[Items from a data source]
******
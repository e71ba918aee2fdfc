//! BLAKE3 content hasher.
//!
//! # Overview
//!
//! [`Hasher`] computes the [`ContentHash`] of a file. This is the expensive
//! operation the index exists to avoid, so it is only invoked for files whose
//! fingerprint does not match a stored record.
//!
//! Small files are streamed through a fixed buffer. Files at or above the
//! memory-map threshold are handed to BLAKE3's mmap reader, which also
//! spreads the tree hashing across the rayon pool.
//!
//! # Example
//!
//! ```no_run
//! use dupindex::scanner::Hasher;
//! use std::path::Path;
//!
//! let hasher = Hasher::new();
//! let hash = hasher.content_hash(Path::new("some/file.bin")).unwrap();
//! println!("{hash}");
//! ```

use std::fs::File;
use std::io::{self, Read};
use std::path::Path;
use std::sync::atomic::{AtomicBool, Ordering};
use std::sync::Arc;

use super::HashError;

/// Read buffer for streaming hashing.
const BUFFER_SIZE: usize = 64 * 1024;

/// Default size at which files are hashed through a memory map (64 MiB).
pub const DEFAULT_MMAP_THRESHOLD: u64 = 64 * 1024 * 1024;

super::hex_digest! {
    /// BLAKE3 hash of a file's bytes.
    ///
    /// Equal content hashes are treated as equal content.
    ContentHash
}

/// Streaming BLAKE3 file hasher.
#[derive(Debug, Clone)]
pub struct Hasher {
    mmap_threshold: u64,
    shutdown_flag: Option<Arc<AtomicBool>>,
}

impl Default for Hasher {
    fn default() -> Self {
        Self::new()
    }
}

impl Hasher {
    /// Create a hasher with the default memory-map threshold.
    #[must_use]
    pub fn new() -> Self {
        Self {
            mmap_threshold: DEFAULT_MMAP_THRESHOLD,
            shutdown_flag: None,
        }
    }

    /// Files at least this many bytes long are hashed through a memory map.
    ///
    /// `u64::MAX` disables memory mapping entirely.
    #[must_use]
    pub fn with_mmap_threshold(mut self, threshold: u64) -> Self {
        self.mmap_threshold = threshold;
        self
    }

    /// Abort long reads when the flag becomes `true`.
    #[must_use]
    pub fn with_shutdown_flag(mut self, flag: Arc<AtomicBool>) -> Self {
        self.shutdown_flag = Some(flag);
        self
    }

    fn is_shutdown_requested(&self) -> bool {
        self.shutdown_flag
            .as_ref()
            .is_some_and(|f| f.load(Ordering::SeqCst))
    }

    /// Hash the full content of a file.
    ///
    /// # Errors
    ///
    /// Returns [`HashError`] if the file cannot be opened or read, or
    /// [`HashError::Interrupted`] if shutdown was requested mid-read.
    pub fn content_hash(&self, path: &Path) -> Result<ContentHash, HashError> {
        let file = File::open(path).map_err(|e| HashError::from_io(path, e))?;
        let len = file
            .metadata()
            .map_err(|e| HashError::from_io(path, e))?
            .len();

        let mut hasher = blake3::Hasher::new();

        if len >= self.mmap_threshold && len > 0 {
            log::trace!("Hashing {} via mmap ({} bytes)", path.display(), len);
            drop(file);
            hasher
                .update_mmap_rayon(path)
                .map_err(|e| HashError::from_io(path, e))?;
        } else {
            self.stream_into(&mut hasher, file, path)?;
        }

        Ok(ContentHash::from_bytes(*hasher.finalize().as_bytes()))
    }

    fn stream_into(
        &self,
        hasher: &mut blake3::Hasher,
        mut file: File,
        path: &Path,
    ) -> Result<(), HashError> {
        let mut buffer = vec![0u8; BUFFER_SIZE];
        loop {
            if self.is_shutdown_requested() {
                return Err(HashError::Interrupted(path.to_path_buf()));
            }
            let n = match file.read(&mut buffer) {
                Ok(0) => return Ok(()),
                Ok(n) => n,
                Err(e) if e.kind() == io::ErrorKind::Interrupted => continue,
                Err(e) => return Err(HashError::from_io(path, e)),
            };
            hasher.update(&buffer[..n]);
        }
    }
}

/// Hash the content of a file with default settings.
///
/// # Errors
///
/// See [`Hasher::content_hash`].
pub fn content_hash_of(path: &Path) -> Result<ContentHash, HashError> {
    Hasher::new().content_hash(path)
}
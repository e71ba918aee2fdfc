//! Exit codes and structured error reporting.

use serde::Serialize;

/// Process exit codes.
///
/// - 0: Success (scan completed, every file was read)
/// - 1: General error (unexpected failure)
/// - 3: Partial success (scan completed but some files could not be read)
/// - 130: Interrupted by user (Ctrl+C)
#[derive(Debug, Clone, Copy, PartialEq, Eq, Serialize)]
pub enum ExitCode {
    /// Scan completed without file errors.
    Success = 0,
    /// An unexpected error occurred.
    GeneralError = 1,
    /// Scan completed, but some files were skipped because they could not be read.
    PartialSuccess = 3,
    /// Scan was interrupted by the user.
    Interrupted = 130,
}

impl ExitCode {
    /// Get the numeric exit code.
    #[must_use]
    pub fn as_i32(self) -> i32 {
        self as i32
    }

    /// Get the machine-readable code prefix.
    #[must_use]
    pub fn code_prefix(self) -> &'static str {
        match self {
            Self::Success => "DI000",
            Self::GeneralError => "DI001",
            Self::PartialSuccess => "DI003",
            Self::Interrupted => "DI130",
        }
    }
}

/// Error object printed on stderr with `--json-errors`.
#[derive(Debug, Serialize)]
pub struct StructuredError {
    /// The error code (e.g., "DI001")
    pub code: String,
    /// The exit code number
    pub exit_code: i32,
    /// Human-readable error message, including its causes
    pub message: String,
    /// Whether the operation was interrupted
    pub interrupted: bool,
}

impl StructuredError {
    /// Build a structured error from an anyhow error and an exit code.
    #[must_use]
    pub fn new(err: &anyhow::Error, exit_code: ExitCode) -> Self {
        Self {
            code: exit_code.code_prefix().to_string(),
            exit_code: exit_code.as_i32(),
            message: format!("{err:#}"),
            interrupted: exit_code == ExitCode::Interrupted,
        }
    }
}
//! Plain-text output.
//!
//! - [`print_content`]: every tracked file, grouped under its content hash
//! - [`print_duplicates`]: one line per duplicate group, paths separated by
//!   tabs, meant for `cut`/`awk` pipelines
//! - [`print_summary`]: a short human-readable report of the scan
//!
//! Colors come from `yansi` and are switched off globally with `--no-color`.
//! Duplicate lines are never colored.

use std::io::{self, Write};

use bytesize::ByteSize;
use yansi::Paint;

use crate::duplicates::{DuplicateGroup, GatherSummary, GroupStats};
use crate::store::DuplicateIndex;

/// Print every group: the hash, then one indented path per line.
///
/// # Errors
///
/// Returns any error from the writer.
pub fn print_content<W: Write>(writer: &mut W, groups: &[DuplicateGroup]) -> io::Result<()> {
    for group in groups {
        writeln!(
            writer,
            "{} ({})",
            group.hash.to_hex().yellow(),
            ByteSize::b(group.size)
        )?;
        for path in &group.paths {
            writeln!(writer, "\t{}", path.display())?;
        }
    }
    Ok(())
}

/// Print each group of two or more files as a single tab-separated line.
///
/// # Errors
///
/// Returns any error from the writer.
pub fn print_duplicates<W: Write>(writer: &mut W, groups: &[DuplicateGroup]) -> io::Result<()> {
    for group in groups.iter().filter(|g| g.is_duplicate()) {
        let line = group
            .paths
            .iter()
            .map(|p| p.to_string_lossy())
            .collect::<Vec<_>>()
            .join("\t");
        writeln!(writer, "{line}")?;
    }
    Ok(())
}

/// Print a short report of the scan and the store.
///
/// # Errors
///
/// Returns any error from the writer.
pub fn print_summary<W: Write>(
    writer: &mut W,
    index: &DuplicateIndex,
    summary: &GatherSummary,
    groups: &[DuplicateGroup],
) -> io::Result<()> {
    let stats = GroupStats::from_groups(groups);

    writeln!(
        writer,
        "{} {} files ({}) tracked in {}",
        "Store:".bold(),
        index.len(),
        ByteSize::b(index.tracked_bytes()),
        index.root().display()
    )?;
    writeln!(
        writer,
        "{} {} seen, {} unchanged, {} hashed, {} removed in {:.2?}",
        "Scan:".bold(),
        summary.files_seen,
        summary.unchanged,
        summary.hashed,
        summary.removed,
        summary.duration
    )?;

    if stats.duplicate_groups == 0 {
        writeln!(writer, "{}", "No duplicates found.".green())?;
    } else {
        writeln!(
            writer,
            "{} {} groups, {} redundant copies, {} reclaimable",
            "Duplicates:".bold(),
            stats.duplicate_groups.to_string().red().bold(),
            stats.duplicate_files,
            ByteSize::b(stats.wasted_space).to_string().red()
        )?;
    }

    if summary.errors > 0 {
        writeln!(
            writer,
            "{} {} files could not be read",
            "Warning:".yellow().bold(),
            summary.errors
        )?;
    }
    if summary.store_reset {
        writeln!(
            writer,
            "{} previous store was unusable and has been rebuilt",
            "Note:".yellow()
        )?;
    }
    if !summary.persisted {
        writeln!(writer, "Store not saved.")?;
    }
    Ok(())
}
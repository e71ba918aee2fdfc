use dupindex::duplicates::Gatherer;
use dupindex::scanner::{ContentHash, Fingerprint};
use dupindex::store::{DuplicateIndex, FileRecord, StoreError, DEFAULT_STORE_FILE_NAME};
use std::fs;
use std::time::{Duration, UNIX_EPOCH};
use tempfile::tempdir;

fn populate(dir: &std::path::Path) {
    fs::write(dir.join("a.txt"), b"alpha").unwrap();
    fs::write(dir.join("b.txt"), b"alpha").unwrap();
    fs::create_dir(dir.join("sub")).unwrap();
    fs::write(dir.join("sub").join("c.txt"), b"gamma").unwrap();
}

#[test]
fn test_store_roundtrip_through_gatherer() {
    let dir = tempdir().unwrap();
    populate(dir.path());

    let (first, _) = Gatherer::with_defaults().run(dir.path()).unwrap();
    let root = dir.path().canonicalize().unwrap();
    let loaded = DuplicateIndex::open(&root, &root.join(DEFAULT_STORE_FILE_NAME)).unwrap();

    assert_eq!(loaded, first);
    assert_eq!(loaded.last_update(), first.last_update());
    loaded.check_invariants().unwrap();
}

#[test]
fn test_relocated_root_triggers_full_rescan() {
    let original = tempdir().unwrap();
    populate(original.path());
    Gatherer::with_defaults().run(original.path()).unwrap();

    let moved = tempdir().unwrap();
    populate(moved.path());
    fs::copy(
        original.path().join(DEFAULT_STORE_FILE_NAME),
        moved.path().join(DEFAULT_STORE_FILE_NAME),
    )
    .unwrap();

    let (index, summary) = Gatherer::with_defaults().run(moved.path()).unwrap();
    assert!(summary.store_reset);
    assert_eq!(summary.hashed, 3);
    assert_eq!(index.root(), moved.path().canonicalize().unwrap());

    let root = moved.path().canonicalize().unwrap();
    let reopened = DuplicateIndex::open(&root, &root.join(DEFAULT_STORE_FILE_NAME)).unwrap();
    assert_eq!(reopened.len(), 3);
}

#[test]
fn test_open_for_other_root_reports_mismatch() {
    let dir = tempdir().unwrap();
    populate(dir.path());
    Gatherer::with_defaults().run(dir.path()).unwrap();

    let other = tempdir().unwrap();
    let err = DuplicateIndex::open(other.path(), &dir.path().join(DEFAULT_STORE_FILE_NAME))
        .unwrap_err();
    assert!(matches!(err, StoreError::RootMismatch { .. }));
}

#[test]
fn test_truncated_store_is_rebuilt() {
    let dir = tempdir().unwrap();
    populate(dir.path());
    Gatherer::with_defaults().run(dir.path()).unwrap();

    let store = dir.path().join(DEFAULT_STORE_FILE_NAME);
    let bytes = fs::read(&store).unwrap();
    fs::write(&store, &bytes[..bytes.len() / 2]).unwrap();

    let root = dir.path().canonicalize().unwrap();
    assert!(matches!(
        DuplicateIndex::open(&root, &store),
        Err(StoreError::Corrupt { .. })
    ));

    let (index, summary) = Gatherer::with_defaults().run(dir.path()).unwrap();
    assert!(summary.store_reset);
    assert_eq!(index.len(), 3);
    assert!(DuplicateIndex::open(&root, &store).is_ok());
}

#[test]
fn test_no_temp_file_left_behind() {
    let dir = tempdir().unwrap();
    populate(dir.path());
    Gatherer::with_defaults().run(dir.path()).unwrap();

    let leftovers: Vec<_> = fs::read_dir(dir.path())
        .unwrap()
        .filter_map(Result::ok)
        .filter(|e| e.file_name().to_string_lossy().ends_with(".tmp"))
        .collect();
    assert!(leftovers.is_empty());
}

#[test]
fn test_saved_store_preserves_empty_bucket_state_after_compact() {
    let dir = tempdir().unwrap();
    let path = dir.path().join(DEFAULT_STORE_FILE_NAME);
    let fp = Fingerprint::new(1, UNIX_EPOCH + Duration::from_secs(1));

    let mut index = DuplicateIndex::new(dir.path());
    index.add_if_unknown(FileRecord::from_relative("a", fp, ContentHash::from_bytes([1; 32])));
    index.add_if_unknown(FileRecord::from_relative("b", fp, ContentHash::from_bytes([2; 32])));
    index.remove("a").unwrap();
    index.compact();
    index.save(&path).unwrap();

    let loaded = DuplicateIndex::open(dir.path(), &path).unwrap();
    assert_eq!(loaded.groups_by_hash().count(), 1);
    assert!(loaded.groups_by_hash().all(|(_, paths)| !paths.is_empty()));
}
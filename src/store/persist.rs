//! Load and save the duplicate index.
//!
//! The index lives next to the data it describes: a gzip-compressed JSON file
//! (by default `.duplicates.json.gz`) at the top of the scanned directory.
//! The JSON is wrapped in an envelope carrying a format version, the root the
//! index was built for, and a SHA-256 checksum of the serialized index.
//!
//! Saving goes through a temporary sibling file and a rename, so a crash or
//! interrupt mid-save leaves the previous store intact.

use std::fs::File;
use std::io::{BufReader, BufWriter, Read, Write};
use std::path::{Path, PathBuf};

use flate2::read::GzDecoder;
use flate2::write::GzEncoder;
use flate2::Compression;
use serde::{Deserialize, Serialize};
use sha2::{Digest, Sha256};

use super::{DuplicateIndex, StoreError, StoreResult};

/// Current version of the store file format.
pub const STORE_VERSION: u32 = 2;

/// File name of the store inside the scanned root.
pub const DEFAULT_STORE_FILE_NAME: &str = ".duplicates.json.gz";

#[derive(Serialize)]
struct EnvelopeRef<'a> {
    version: u32,
    checksum: String,
    root: &'a Path,
    store: &'a DuplicateIndex,
}

#[derive(Deserialize)]
struct Envelope {
    version: u32,
    checksum: String,
    root: PathBuf,
    store: DuplicateIndex,
}

/// SHA-256 of the compact JSON form of the index.
fn checksum(index: &DuplicateIndex) -> Result<String, serde_json::Error> {
    let json = serde_json::to_string(index)?;
    let mut hasher = Sha256::new();
    hasher.update(json.as_bytes());
    Ok(format!("{:x}", hasher.finalize()))
}

/// Sibling file a save writes to before renaming it into place.
pub(crate) fn temp_path(path: &Path) -> PathBuf {
    let mut name = path
        .file_name()
        .map(|n| n.to_os_string())
        .unwrap_or_default();
    name.push(".tmp");
    path.with_file_name(name)
}

impl DuplicateIndex {
    /// Serialize the index into the compressed envelope format.
    ///
    /// # Errors
    ///
    /// Returns [`StoreError::Io`] (attributed to `path`) if encoding fails.
    pub fn encode(&self, path: &Path) -> StoreResult<Vec<u8>> {
        let io_err = |source: std::io::Error| StoreError::Io {
            path: path.to_path_buf(),
            source,
        };

        let envelope = EnvelopeRef {
            version: STORE_VERSION,
            checksum: checksum(self).map_err(|e| io_err(e.into()))?,
            root: self.root(),
            store: self,
        };
        let json = serde_json::to_vec_pretty(&envelope).map_err(|e| io_err(e.into()))?;

        let mut encoder = GzEncoder::new(Vec::new(), Compression::default());
        encoder.write_all(&json).map_err(io_err)?;
        encoder.finish().map_err(io_err)
    }

    /// Save the index to `path`, replacing any previous store atomically.
    ///
    /// # Errors
    ///
    /// Returns [`StoreError::Io`] if the file cannot be written.
    pub fn save(&self, path: &Path) -> StoreResult<()> {
        let bytes = self.encode(path)?;
        let tmp = temp_path(path);
        let io_err = |source: std::io::Error| StoreError::Io {
            path: path.to_path_buf(),
            source,
        };

        {
            let file = File::create(&tmp).map_err(io_err)?;
            let mut writer = BufWriter::new(file);
            writer.write_all(&bytes).map_err(io_err)?;
            writer
                .into_inner()
                .map_err(|e| io_err(e.into_error()))?
                .sync_all()
                .map_err(io_err)?;
        }

        if let Err(e) = std::fs::rename(&tmp, path) {
            let _ = std::fs::remove_file(&tmp);
            return Err(io_err(e));
        }

        log::debug!(
            "Saved store with {} files to {}",
            self.len(),
            path.display()
        );
        Ok(())
    }

    /// Load the index for `root` from `path`.
    ///
    /// A missing file yields an empty index.
    ///
    /// # Errors
    ///
    /// - [`StoreError::Corrupt`] if the file cannot be decoded, has an
    ///   unsupported version, fails its checksum, or holds inconsistent indices
    /// - [`StoreError::RootMismatch`] if it was saved for another root
    /// - [`StoreError::Io`] if it exists but cannot be read
    pub fn open(root: &Path, path: &Path) -> StoreResult<Self> {
        let file = match File::open(path) {
            Ok(f) => f,
            Err(e) if e.kind() == std::io::ErrorKind::NotFound => {
                log::debug!("No store at {}, starting empty", path.display());
                return Ok(Self::new(root));
            }
            Err(source) => {
                return Err(StoreError::Io {
                    path: path.to_path_buf(),
                    source,
                })
            }
        };

        let corrupt = |reason: String| StoreError::Corrupt {
            path: path.to_path_buf(),
            reason,
        };

        let mut json = String::new();
        GzDecoder::new(BufReader::new(file))
            .read_to_string(&mut json)
            .map_err(|e| corrupt(format!("cannot decompress: {e}")))?;

        let envelope: Envelope =
            serde_json::from_str(&json).map_err(|e| corrupt(format!("cannot parse: {e}")))?;

        if envelope.version != STORE_VERSION {
            return Err(corrupt(format!(
                "unsupported version {} (expected {})",
                envelope.version, STORE_VERSION
            )));
        }

        let calculated = checksum(&envelope.store)
            .map_err(|e| corrupt(format!("cannot re-serialize: {e}")))?;
        if calculated != envelope.checksum {
            return Err(corrupt("checksum mismatch".to_string()));
        }

        if envelope.root != root {
            return Err(StoreError::RootMismatch {
                recorded: envelope.root,
                current: root.to_path_buf(),
            });
        }

        let mut index = envelope.store;
        index.set_root(root.to_path_buf());
        index
            .check_invariants()
            .map_err(|e| corrupt(e.to_string()))?;

        log::debug!(
            "Loaded store with {} files from {}",
            index.len(),
            path.display()
        );
        Ok(index)
    }
}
******
◆ Exercise description ◆
Return only the lines between the one holding "let (first, _)" and the one holding "let original = tempdir().unwrap();", inclusive, exactly as they appear above.

◆ Answer to the problem ◆
    let (first, _) = Gatherer::with_defaults().run(dir.path()).unwrap();
    let root = dir.path().canonicalize().unwrap();
    let loaded = DuplicateIndex::open(&root, &root.join(DEFAULT_STORE_FILE_NAME)).unwrap();

    assert_eq!(loaded, first);
    assert_eq!(loaded.last_update(), first.last_update());
    loaded.check_invariants().unwrap();
}

#[test]
fn test_relocated_root_triggers_full_rescan() {
    let original = tempdir().unwrap();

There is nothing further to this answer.